Los estoy llamando a la guerra de los últimos días
Mensaje profético recibido por Noelia Fernández
¡Alístense, mi pueblo! Estoy llamando soldados a mi ejército. Ejército de los últimos días es el que estoy preparando, hijos afortunados de ser parte de MI PLAN para el tiempo del fin.
Ustedes son esos. Ustedes saben quiénes son, porque Yo los estoy llamando y los estoy entrenando.
No se distraigan, porque Satanás también los está llamando. ¿A cuál de los dos llamados van a responder? Porque el enemigo levanta a sus soldados, y Yo a los míos.
Imagínense lo que va a suceder. Los dos reinos están preparando a sus armadas celestiales y a sus armadas terrenales para el enfrentamiento final, del cual ustedes serán parte.
¡No teman! Los que teman no podrán formar parte de mi armada. Los cobardes no entran en el ejército, sino que se quedan mirando desde afuera.
¿Ustedes quiénes quieren ser? ¿Los que pelean o los que miran?
Decídete! Opta por mi. Responde a mi llamado.
Ármate. Entrena. Pelea. Destruye más obras del mal. Desata. Quiebra. Desmenuza. Libera. Corta con la espada. Defiéndete. Amedrenta. Asusta a los enemigos con tu autoridad. Desmantela. Genera caos en el otro campamento.
No dudes. Ataca al ejército enemigo. Destruye su plan. Expónlo. Derriba paredes invisibles. Cierra puertas que él abrió.

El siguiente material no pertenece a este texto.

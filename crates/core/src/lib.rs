//! Parish Core - Shared types library.
//!
//! This crate provides the types shared by every parish client component:
//! - `client` - Session manager, request gateway, route guard and resource pages
//! - `cli` - The `parish` terminal front end
//!
//! # Architecture
//!
//! The core crate contains only types - no I/O, no HTTP clients, no storage.
//! Every record the backend returns is decoded into one of these types, so a
//! malformed payload is rejected at the gateway boundary instead of deep in a
//! screen.
//!
//! # Modules
//!
//! - [`types`] - Newtype IDs, emails, roles, amounts and the authenticated user
//! - [`records`] - One typed record (plus create/update payloads) per resource

#![cfg_attr(not(test), forbid(unsafe_code))]

pub mod records;
pub mod types;

pub use records::*;
pub use types::*;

¡Anímate! Te he dado todo lo que necesitas para que en mi nombre hagas y deshagas, destruyas y reemplaces, plantes y edifiques. ¡Adelante! Ve con fuerza y arrebata, que Yo voy contigo.
Amén.
[Joel 2:11] Jehová dará su orden delante de su ejército; porque muy grande es su campamento; fuerte es el que ejecuta su orden; porque grande es el día de Jehová, y muy terrible; ¿quién podrá soportarlo?
[2 Timoteo 2:3-4] Tú, pues, sufre penalidades como buen soldado de Jesucristo. Ninguno que milita se enreda en los negocios de la vida, a fin de agradar a aquel que lo tomó por soldado.
[2 Corintios 10:3-4] Pues aunque andamos en la carne, no militamos según la carne; porque las armas de nuestra milicia no son carnales, sino poderosas en Dios para la destrucción de fortalezas.
[Jueces 7:2-3] Jehová dijo a Gedeón: El pueblo que está contigo es mucho para que yo entregue a los madianitas en su mano, no sea que se alabe Israel contra mí, diciendo: Mi mano me ha salvado. Ahora, pues, haz pregonar en oídos del pueblo, diciendo: Quien tema y se estremezca, madrugue y devuélvase desde el monte de Galaad. Y se devolvieron de los del pueblo veintidós mil, y quedaron diez mil.
[Efesios 6:12-13] Porque no tenemos lucha contra sangre y carne, sino contra principados, contra potestades, contra los gobernadores de las tinieblas de este siglo, contra huestes espirituales de maldad en las regiones celestes. Por tanto, tomad toda la armadura de Dios, para que podáis resistir en el día malo, y habiendo acabado todo, estar firmes.
[Jeremías 1:10] Mira que te he puesto en este día sobre naciones y sobre reinos, para arrancar y para destruir, para arruinar y para derribar, para edificar y para plantar.